Although Congress has from time to time considered legislation to reduce emissions of greenhouse gases, there has not been significant activity in the form of adopted legislation to reduce greenhouse gas emissions at the federal level in recent years.  In the absence of such federal climate change legislation, a number of states, including states in which we operate, have enacted or passed measures to track and reduce emissions of greenhouse gases, primarily through the planned development of greenhouse gas emission inventories and regional greenhouse gas cap-and-trade programs.  Most of these cap-and-trade programs require major sources of emissions or major producers of fuels to acquire and surrender emission allowances, with the number of allowances available for purchase reduced each year until the overall greenhouse gas emission reduction goal is achieved. 

 

In addition, in December 2015, over 190 countries, including the United States, reached an agreement to reduce global greenhouse gas emissions (the “Paris Agreement”).  The Paris Agreement entered into force in November 2016 after more than 170 nations, including the United States, ratified or otherwise indicated their intent to be bound by the agreement.  However, in June 2017, President Trump announced that the United States intends to withdraw from the Paris Agreement and to seek negotiations either to reenter the Paris Agreement on different terms or a separate agreement.  In August 2017, the U.S. Department of State officially informed the United Nations of the United States’ intent to withdraw from the Paris Agreement. The Paris Agreement provides for a four-year exit process beginning when it took effect in November 2016, which would result in an effective exit date of November 2020. The United States’ adherence to the exit process and/or the terms on which the United States may re-enter the Paris Agreement or a separately negotiated agreement are unclear at this time.  To the extent that the United States and other countries implement this agreement or impose other climate change regulations on the oil and natural gas industry, it could have an adverse effect on our business.

 

In particular, the adoption and implementation of regulations that require the reporting of greenhouse gases or otherwise limit emissions of greenhouse gases from our equipment and operations could require us to incur costs to monitor and report on greenhouse gas emissions or install new equipment to reduce emissions of greenhouse gases associated with our operations. In addition, these regulatory initiatives could drive down demand for the refined petroleum products, natural gas and other hydrocarbon products we transport, store or otherwise handle in connection with our business by stimulating demand for alternative forms of energy that do not rely on the combustion of fossil fuels. Such decreased demand could have a material adverse effect on our business, financial condition, results of operations and cash flows. 

 

In addition, some scientists have concluded that increasing concentrations of greenhouse gases in the earth’s atmosphere may produce climate changes that have significant physical effects, such as increased frequency and severity of storms, droughts, floods and other climate events.  If any such effects were to occur, they could have an adverse effect on our assets and operations.

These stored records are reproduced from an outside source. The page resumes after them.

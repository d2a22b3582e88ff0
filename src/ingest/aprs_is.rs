// src/ingest/aprs_is.rs
use std::time::Duration;

use anyhow::{anyhow, Context, Result};
use metrics::counter;
use tokio::io::{AsyncBufReadExt, AsyncWriteExt, BufReader};
use tokio::net::TcpStream;
use tokio::sync::mpsc;

use super::packet::parse_tnc2;
use super::types::Report;

const MIN_BACKOFF: Duration = Duration::from_secs(1);
const MAX_BACKOFF: Duration = Duration::from_secs(60);

/// Servers send a keepalive comment every ~20 s; silence this long means a dead link.
const IDLE_TIMEOUT: Duration = Duration::from_secs(120);

#[derive(Debug, Clone)]
pub struct AprsIsConfig {
    /// `host:port`; port 10152 is the unfiltered full feed, 14580 needs a filter.
    pub server: String,
    pub login: String,
    pub filter: Option<String>,
}

/// Receive-only APRS-IS client. Owns connect/reconnect; forwards every
/// decoded packet into a channel.
pub struct AprsIsClient {
    cfg: AprsIsConfig,
}

enum SessionEnd {
    /// The consumer went away; stop for good.
    ReceiverClosed,
}

impl AprsIsClient {
    pub fn new(cfg: AprsIsConfig) -> Self {
        Self { cfg }
    }

    /// Receive-only login (passcode -1).
    pub fn login_line(&self) -> String {
        let mut line = format!(
            "user {} pass -1 vers beacon-watch {}",
            self.cfg.login,
            env!("CARGO_PKG_VERSION")
        );
        if let Some(filter) = &self.cfg.filter {
            line.push_str(" filter ");
            line.push_str(filter);
        }
        line
    }

    /// Run until the receiving side of `tx` is dropped, reconnecting with
    /// exponential backoff on any connection error.
    pub async fn run(&self, tx: mpsc::Sender<Report>) -> Result<()> {
        let mut backoff = MIN_BACKOFF;
        loop {
            match self.session(&tx).await {
                Ok(SessionEnd::ReceiverClosed) => {
                    tracing::info!(target: "feed", "report consumer closed; feed stopping");
                    return Ok(());
                }
                Err(e) => {
                    counter!("feed_reconnects_total").increment(1);
                    tracing::warn!(
                        target: "feed",
                        server = %self.cfg.server,
                        retry_in_secs = backoff.as_secs(),
                        "feed connection lost: {e:#}"
                    );
                    tokio::time::sleep(backoff).await;
                    backoff = (backoff * 2).min(MAX_BACKOFF);
                }
            }
        }
    }

    async fn session(&self, tx: &mpsc::Sender<Report>) -> Result<SessionEnd> {
        let stream = TcpStream::connect(&self.cfg.server)
            .await
            .with_context(|| format!("connect {}", self.cfg.server))?;
        let (read_half, mut write_half) = stream.into_split();

        let login = self.login_line();
        write_half
            .write_all(format!("{login}\r\n").as_bytes())
            .await
            .context("send login")?;
        tracing::info!(target: "feed", server = %self.cfg.server, "connected to APRS-IS");

        let mut reader = BufReader::new(read_half);
        let mut buf = Vec::with_capacity(512);
        loop {
            buf.clear();
            let n = tokio::time::timeout(IDLE_TIMEOUT, reader.read_until(b'\n', &mut buf))
                .await
                .map_err(|_| anyhow!("no data for {}s", IDLE_TIMEOUT.as_secs()))?
                .context("read from server")?;
            if n == 0 {
                return Err(anyhow!("server closed the connection"));
            }

            // packets are not guaranteed to be UTF-8
            let line = String::from_utf8_lossy(&buf);
            if line.starts_with('#') {
                tracing::debug!(target: "feed", "{}", line.trim_end());
                continue;
            }

            match parse_tnc2(&line) {
                Some(report) => {
                    if tx.send(report).await.is_err() {
                        return Ok(SessionEnd::ReceiverClosed);
                    }
                }
                None => {
                    counter!("feed_parse_skipped_total").increment(1);
                    tracing::trace!(target: "feed", "skipped line: {}", line.trim_end());
                }
            }
        }
    }
}
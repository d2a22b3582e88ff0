use std::time::Duration;

use anyhow::{Context, Result};

use super::{LicenseLookup, LicenseRecord};

pub const DEFAULT_LICENSE_URL: &str = "https://callook.info";
pub const ENV_LICENSE_URL: &str = "LICENSE_LOOKUP_URL";

/// callook.info-compatible lookup: `GET <base>/<CALL>/json`.
pub struct CallookClient {
    http: reqwest::Client,
    base_url: String,
}

impl CallookClient {
    pub fn new(base_url: impl Into<String>) -> Result<Self> {
        let http = reqwest::Client::builder()
            .user_agent(concat!("beacon-watch/", env!("CARGO_PKG_VERSION")))
            .connect_timeout(Duration::from_secs(4))
            .timeout(Duration::from_secs(10))
            .build()
            .context("build license http client")?;
        Ok(Self {
            http,
            base_url: base_url.into().trim_end_matches('/').to_string(),
        })
    }

    /// Uses `$LICENSE_LOOKUP_URL` when set, callook.info otherwise.
    pub fn from_env() -> Result<Self> {
        let base =
            std::env::var(ENV_LICENSE_URL).unwrap_or_else(|_| DEFAULT_LICENSE_URL.to_string());
        Self::new(base)
    }

    pub fn url_for(&self, call: &str) -> String {
        format!("{}/{}/json", self.base_url, call)
    }
}

#[async_trait::async_trait]
impl LicenseLookup for CallookClient {
    async fn fetch(&self, call: &str) -> Result<LicenseRecord> {
        let record = self
            .http
            .get(self.url_for(call))
            .send()
            .await
            .context("license lookup request")?
            .error_for_status()
            .context("license lookup non-2xx")?
            .json::<LicenseRecord>()
            .await
            .context("parse license lookup json")?;
        Ok(record)
    }

    fn name(&self) -> &'static str {
        "callook"
    }
}
//! Replays TNC2 lines from stdin through the router with a logging transport.
//! Handy for checking a config against a captured feed:
//!
//! `beacon-replay < capture.txt`

use std::sync::Arc;

use tokio::io::{AsyncBufReadExt, BufReader};

use beacon_watch::config::AppConfig;
use beacon_watch::ingest::packet::parse_tnc2;
use beacon_watch::license::CallookClient;
use beacon_watch::notify::LogNotifier;
use beacon_watch::Verdict;

#[tokio::main]
async fn main() -> anyhow::Result<()> {
    let _ = dotenvy::dotenv();
    tracing_subscriber::fmt().with_target(false).init();

    let config = AppConfig::load_default()?;
    let lookup = Arc::new(CallookClient::from_env()?);
    let router = beacon_watch::build_router(&config, lookup, Arc::new(LogNotifier));

    let mut lines = BufReader::new(tokio::io::stdin()).lines();
    let (mut seen, mut sent) = (0usize, 0usize);
    while let Some(line) = lines.next_line().await? {
        let Some(report) = parse_tnc2(&line) else {
            continue;
        };
        seen += 1;
        let outcomes = router.process(report).await;
        sent += outcomes
            .iter()
            .filter(|o| o.verdict == Verdict::Sent)
            .count();
    }

    println!("replay done: {seen} reports, {sent} alerts");
    Ok(())
}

Risks Inherent in an Investment in Us

ArcLight indirectly controls our general partner, which has sole responsibility for conducting our business and managing our operations. ArcLight has conflicts of interest with and limited fiduciary duties to us, which may permit them to favor their own interests to our detriment.

TransMontaigne GP is our general partner and manages our operations and activities. ArcLight owns our general partner and is responsible under our omnibus agreement for providing the personnel who provide support to our operations. Neither our general partner nor its board of directors is elected by our unitholders, and our unitholders have no right to elect our general partner or its board of directors on an annual or other continuing basis. Furthermore, it may be difficult for unitholders to remove our general partner without its consent because the vote of the holders of at least 662/3% of all outstanding common units, including any common units owned by our general partner and its affiliates, but excluding the general partner interest, voting together as a single class, is required to remove our general partner.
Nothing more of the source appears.